I read something similar on Yuval Harari's Homo Sapiens, where he suggests wheat domesticated humans not the other way around. An excerpt can be found here [1]. Whole essay is great but I especially liked this part:
> The word “domesticate” comes from the Latin domus, which means “house.” Who’s the one living in a house? Not the wheat. It’s the Sapiens.
I don't remember the details of their arguments, but Graeber and Wengrow think this is a misleading image. IIRC one of their main thrusts was that over long periods of history, groups of humans have adopted and abandoned stationary agriculture at will, as conditions indicate.
I suppose that makes us as domesticated as e.g. lions or chimpanzees, which have been known to e.g. share food with humans ("work for them") in the wild but it's not their reason for existence.
I lent out my copy of the Dawn of Everything so I can't get exact quotes or pages but this reminded me of a point in the book (which I highly recommend) which I'll attempt to summarize:
Domestication of plants was "easy" when tested in a controlled setting selecting seeds carefully at a university.
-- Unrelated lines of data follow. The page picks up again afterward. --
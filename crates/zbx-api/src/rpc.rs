//! JSON-RPC 2.0 envelope handling.

use std::fmt;
use std::sync::atomic::Ordering;

use serde::de::{self, DeserializeOwned, Deserializer};
use serde::{Deserialize, Serialize};
use serde_json::Value;

use crate::ApiClient;
use crate::error::ApiError;
use crate::http::check_response;

/// Authentication token returned by the login call.
///
/// Lives for the whole run. The `Debug` output never shows the token.
#[derive(Clone, PartialEq, Eq)]
pub struct Session(String);

impl Session {
    #[must_use]
    pub fn new(token: impl Into<String>) -> Self {
        Self(token.into())
    }

    #[must_use]
    pub fn as_str(&self) -> &str {
        &self.0
    }
}

impl fmt::Debug for Session {
    fn fmt(&self, f: &mut fmt::Formatter<'_>) -> fmt::Result {
        f.write_str("Session(<redacted>)")
    }
}

#[derive(Serialize)]
struct RpcRequest<'a> {
    jsonrpc: &'static str,
    method: &'a str,
    params: &'a Value,
    id: u64,
    #[serde(skip_serializing_if = "Option::is_none")]
    auth: Option<&'a str>,
}

#[derive(Deserialize)]
struct RpcResponse {
    #[serde(default)]
    result: Option<Value>,
    #[serde(default)]
    error: Option<RpcErrorBody>,
}

#[derive(Deserialize)]
struct RpcErrorBody {
    #[serde(default)]
    code: i64,
    #[serde(default)]
    message: String,
    #[serde(default)]
    data: Value,
}

impl ApiClient {
    /// Issue one remote procedure call and decode its `result`.
    ///
    /// `session` is `None` only for the login call. The session goes into the
    /// envelope's `auth` member, or into an `Authorization: Bearer` header
    /// when the client was built with `bearer_auth`.
    ///
    /// # Errors
    ///
    /// - [`ApiError::Transport`] / [`ApiError::Status`] when the request does
    ///   not complete with a 2xx response.
    /// - [`ApiError::Remote`] when the envelope carries an `error` member.
    /// - [`ApiError::Parse`] when the body is not an envelope or `result`
    ///   does not have the expected shape.
    pub async fn call<T: DeserializeOwned>(
        &self,
        method: &str,
        params: &Value,
        session: Option<&Session>,
    ) -> Result<T, ApiError> {
        let id = self.next_id.fetch_add(1, Ordering::Relaxed);
        let in_body = session.filter(|_| !self.bearer_auth).map(Session::as_str);
        let request = RpcRequest {
            jsonrpc: "2.0",
            method,
            params,
            id,
            auth: in_body,
        };

        let mut builder = self.http.post(&self.endpoint).json(&request);
        if self.bearer_auth {
            if let Some(session) = session {
                builder = builder.bearer_auth(session.as_str());
            }
        }

        tracing::debug!(method, id, "rpc call");
        let resp = check_response(method, builder.send().await?).await?;
        let text = resp.text().await?;
        decode_envelope(method, &text)
    }
}

/// Split a JSON-RPC response body into its result or its error.
fn decode_envelope<T: DeserializeOwned>(method: &str, body: &str) -> Result<T, ApiError> {
    let parse_error = |reason: String| ApiError::Parse {
        method: method.to_string(),
        reason,
    };

    let envelope: RpcResponse =
        serde_json::from_str(body).map_err(|e| parse_error(format!("not a JSON-RPC envelope: {e}")))?;

    if let Some(error) = envelope.error {
        return Err(ApiError::Remote {
            method: method.to_string(),
            code: error.code,
            message: error.message,
            data: payload_text(error.data),
        });
    }

    let result = envelope
        .result
        .ok_or_else(|| parse_error("envelope has neither result nor error".into()))?;
    serde_json::from_value(result).map_err(|e| parse_error(format!("unexpected result shape: {e}")))
}

/// Render an error `data` member verbatim: strings as-is, other JSON as JSON.
fn payload_text(data: Value) -> String {
    match data {
        Value::Null => String::new(),
        Value::String(text) => text,
        other => other.to_string(),
    }
}

/// Deserialize a flag the platform may send as `"1"` or `1`.
pub(crate) fn flag<'de, D>(deserializer: D) -> Result<Option<String>, D::Error>
where
    D: Deserializer<'de>,
{
    match Option::<Value>::deserialize(deserializer)? {
        None | Some(Value::Null) => Ok(None),
        Some(Value::String(text)) => Ok(Some(text)),
        Some(Value::Number(number)) => Ok(Some(number.to_string())),
        Some(other) => Err(de::Error::custom(format!(
            "expected string or number flag, got {other}"
        ))),
    }
}

#[cfg(test)]
mod tests {
    use pretty_assertions::assert_eq;
    use serde_json::json;

    use super::*;

    #[test]
    fn request_omits_auth_without_session() {
        let params = json!({"username": "Admin", "password": "zabbix"});
        let request = RpcRequest {
            jsonrpc: "2.0",
            method: "user.login",
            params: &params,
            id: 1,
            auth: None,
        };
        let value = serde_json::to_value(&request).unwrap();
        assert_eq!(
            value,
            json!({
                "jsonrpc": "2.0",
                "method": "user.login",
                "params": {"username": "Admin", "password": "zabbix"},
                "id": 1
            })
        );
    }

    #[test]
    fn decodes_result() {
        let token: String =
            decode_envelope("user.login", r#"{"jsonrpc":"2.0","result":"0424bd59","id":1}"#)
                .unwrap();
        assert_eq!(token, "0424bd59");
    }

    #[test]
    fn decodes_remote_error_verbatim() {
        let body = r#"{
            "jsonrpc": "2.0",
            "error": {
                "code": -32602,
                "message": "Login name or password is incorrect",
                "data": "Incorrect user name or password or account is temporarily blocked."
            },
            "id": 1
        }"#;
        let err = decode_envelope::<String>("user.login", body).unwrap_err();
        match err {
            ApiError::Remote {
                method,
                code,
                message,
                data,
            } => {
                assert_eq!(method, "user.login");
                assert_eq!(code, -32602);
                assert_eq!(message, "Login name or password is incorrect");
                assert!(data.starts_with("Incorrect user name"));
            }
            other => panic!("expected remote error, got {other:?}"),
        }
    }

    #[test]
    fn remote_error_display_includes_message_and_data() {
        let body = r#"{"error":{"code":-32500,"message":"Application error.","data":"No permissions."}}"#;
        let err = decode_envelope::<Value>("host.get", body).unwrap_err();
        assert_eq!(
            err.to_string(),
            "API error (host.get): Application error. - No permissions."
        );
        assert!(!err.is_transport());
    }

    #[test]
    fn structured_error_data_is_kept_as_json() {
        let body = r#"{"error":{"code":1,"message":"m","data":{"field":"hostids"}}}"#;
        let err = decode_envelope::<Value>("item.get", body).unwrap_err();
        assert!(matches!(err, ApiError::Remote { data, .. } if data == r#"{"field":"hostids"}"#));
    }

    #[test]
    fn non_json_body_is_parse_error() {
        let err = decode_envelope::<Value>("host.get", "<html>login</html>").unwrap_err();
        assert!(matches!(err, ApiError::Parse { .. }));
    }

    #[test]
    fn empty_envelope_is_parse_error() {
        let err = decode_envelope::<Value>("host.get", r#"{"jsonrpc":"2.0","id":1}"#).unwrap_err();
        assert!(err.to_string().contains("neither result nor error"));
    }

    #[test]
    fn wrong_result_shape_is_parse_error() {
        let err = decode_envelope::<String>("user.login", r#"{"result":[1,2]}"#).unwrap_err();
        assert!(err.to_string().contains("unexpected result shape"));
    }

    #[test]
    fn session_debug_is_redacted() {
        let session = Session::new("0424bd59b807674191e7d77572075f33");
        assert_eq!(format!("{session:?}"), "Session(<redacted>)");
    }
}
Estimated that wheat in the agricultural "revolution" (a much scoffed about term in the book) could have been domesticated in 200 years if purposeful. Instead agriculture took something like 3000 years to become dominant versus mixed food sources (mostly gathering, fishing and hunting, with some low-effort planting on riverbanks).
And yes to your point, the idea that there is some sort of progression in human societies is contradicted by the recent decades of evidence in archeology -- every arrangement you can imagine seems to have been tried (stationary+hunter/gather, nomadic farmer, alternating back and forth, shifts toward farming for hundreds of years and then back to fishing for thousands). Humans time on the earth has been much longer than our recorded history, with more variety and less boring than we usually assume.
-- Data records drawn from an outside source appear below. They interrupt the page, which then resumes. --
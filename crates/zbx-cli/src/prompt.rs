//! Interactive input for connection values missing from configuration.
//!
//! Prompts are written to stderr so stdout carries only the run summary.

use std::fmt;
use std::io;

use anyhow::Context;
use console::Term;
use zbx_config::{ApiConfig, normalize_base_url};

/// Line-oriented operator input.
pub trait Prompter {
    fn read_line(&mut self, prompt: &str) -> io::Result<String>;

    /// Read a line without echoing it.
    fn read_secret(&mut self, prompt: &str) -> io::Result<String>;

    fn notice(&mut self, message: &str) -> io::Result<()>;
}

/// [`Prompter`] backed by the controlling terminal.
pub struct TermPrompter {
    term: Term,
}

impl TermPrompter {
    #[must_use]
    pub fn stderr() -> Self {
        Self {
            term: Term::stderr(),
        }
    }

    fn ensure_attended(&self) -> io::Result<()> {
        if self.term.is_term() {
            Ok(())
        } else {
            Err(io::Error::other(
                "not attached to a terminal; configure the value instead (see ZBX_API__* variables)",
            ))
        }
    }
}

impl Prompter for TermPrompter {
    fn read_line(&mut self, prompt: &str) -> io::Result<String> {
        self.ensure_attended()?;
        self.term.write_str(prompt)?;
        self.term.read_line()
    }

    fn read_secret(&mut self, prompt: &str) -> io::Result<String> {
        self.ensure_attended()?;
        self.term.write_str(prompt)?;
        self.term.read_secure_line()
    }

    fn notice(&mut self, message: &str) -> io::Result<()> {
        self.term.write_line(message)
    }
}

/// How the run obtains its session.
#[derive(Clone, PartialEq, Eq)]
pub enum Credentials {
    /// Pre-issued API token used as the session directly.
    Token(String),
    Password { username: String, password: String },
}

impl fmt::Debug for Credentials {
    fn fmt(&self, f: &mut fmt::Formatter<'_>) -> fmt::Result {
        match self {
            Self::Token(_) => f.write_str("Token(<redacted>)"),
            Self::Password { username, .. } => f
                .debug_struct("Password")
                .field("username", username)
                .field("password", &"<redacted>")
                .finish(),
        }
    }
}

/// Connection target with every value resolved.
#[derive(Debug, Clone, PartialEq, Eq)]
pub struct Target {
    /// Normalized frontend base URL.
    pub base_url: String,
    pub credentials: Credentials,
}

/// Fill in whatever `api` leaves unset by asking the operator.
pub fn resolve_target(api: &ApiConfig, prompter: &mut impl Prompter) -> anyhow::Result<Target> {
    let base_url = match api.base_url() {
        Some(base_url) => base_url,
        None => prompt_base_url(prompter)?,
    };

    if api.has_token() {
        return Ok(Target {
            base_url,
            credentials: Credentials::Token(api.token.trim().to_string()),
        });
    }

    let username = if api.username.is_empty() {
        prompter
            .read_line("Username: ")
            .context("failed to read username")?
            .trim()
            .to_string()
    } else {
        api.username.clone()
    };
    let password = if api.password.is_empty() {
        prompter
            .read_secret("Password: ")
            .context("failed to read password")?
            .trim()
            .to_string()
    } else {
        api.password.clone()
    };

    Ok(Target {
        base_url,
        credentials: Credentials::Password { username, password },
    })
}

fn prompt_base_url(prompter: &mut impl Prompter) -> anyhow::Result<String> {
    loop {
        let raw = prompter
            .read_line("Enter Zabbix URL (e.g. http://localhost/zabbix): ")
            .context("failed to read Zabbix URL")?;
        let base_url = normalize_base_url(&raw);
        if !base_url.is_empty() {
            return Ok(base_url);
        }
        prompter.notice("Please enter a valid URL.")?;
    }
}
Anyway I hope that inspires someone to pick up the book, it really is a good read.
thanks for sharing, I will check out that book for sure!
>IIRC one of their main thrusts was that over long periods of history, groups of humans have adopted and abandoned stationary agriculture at will, as conditions indicate.
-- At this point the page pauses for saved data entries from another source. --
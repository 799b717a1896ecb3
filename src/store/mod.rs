//! In-memory task storage.
//!
//! The store is the sole owner of task records and of id allocation; every
//! mutation goes through its methods. Nothing here touches the filesystem:
//! the whole collection lives and dies with the process.

pub mod tasks;
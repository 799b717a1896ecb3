//! Convenience macros for message display with conditional tracing support.
//!
//! In normal mode messages go straight to the console with `println!`, so
//! the session transcript stays byte-exact. When debug mode is enabled
//! (`TIDO_DEBUG` or `RUST_LOG` set) the same calls route through `tracing`
//! instead, picking up timestamps and level information from the subscriber
//! installed in `main`.

use std::sync::OnceLock;

/// Cached debug mode detection; environment variables are checked once per run.
static DEBUG_MODE: OnceLock<bool> = OnceLock::new();

/// Returns whether debug mode is enabled.
///
/// Debug mode is on when either `TIDO_DEBUG` or `RUST_LOG` is set in the
/// environment. The result is cached for the lifetime of the process.
#[doc(hidden)]
pub fn is_debug_mode() -> bool {
    *DEBUG_MODE.get_or_init(|| std::env::var("TIDO_DEBUG").is_ok() || std::env::var("RUST_LOG").is_ok())
}

/// Prints a user-facing message with automatic debug mode routing.
///
/// - Debug mode: `tracing::info!`
/// - Normal mode: `println!`
#[macro_export]
macro_rules! msg_print {
    ($msg:expr) => {
        if $crate::libs::messages::macros::is_debug_mode() {
            tracing::info!("{}", $msg);
        } else {
            println!("{}", $msg);
        }
    };
}

/// Debug-only diagnostics, suppressed entirely in normal mode.
#[macro_export]
macro_rules! msg_debug {
    ($($arg:tt)*) => {
        if $crate::libs::messages::macros::is_debug_mode() {
            tracing::debug!($($arg)*);
        }
    };
}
In general they still totally depend on it.
So this would be like saying dogs aren't domesticated, because some left their owners or bit them, or there are groups of stray dogs here and there.
What makes you say they still totally depended on it? I can easily imagine groups of humans having a period of settled agriculture for convenience rather than necessity.
If you are claiming that a hot buttered dinner roll made from wheat can actually domesticate ME…
… then you’re damn right.
>The word “domesticate” comes from the Latin domus, which means “house.” Who’s the one living in a house? Not the wheat. It’s the Sapiens.
Etymology never made for very compelling arguments.
"Free" derives from an Indo-European word that means "one of the loved ones".
Something about this free-wheeling non sequitur, if you even can call it that, is incredibly hilarious to me!
My theory is that multicellular life itself was developed because viruses wanted a more effective way to travel. Humans are the pinnacle of virus transportation technology, and they've developed very successful behavioral override countermeasures against our pesky use of vaccines.
Not only that, but they ( or some parts of it) have been incorporated in the other species, human included, DNA as well!
The code just wants to survive.
"all things strive"
He also talked about this "reverse chain of command" in the recent talk at Peking university:
Human evolves from worm. Human brain is originally a bunch of neurons centered around the worm's mouth to search for food. It is natural to think human is still controlled by stomach to this day (or spinal cord for that matter).
Do you have a link?
https://www.bilibili.com/video/BV1YLdPYyEPX?t=1852.7
It's not up to wheat. Humans invented Latin and get to define domestication.
Whoever gets to Latin first defines it!
Also Edgar Anderson's "Plants, Man, and Life" on a similar theme.
Love this book and immediately thought of the same section!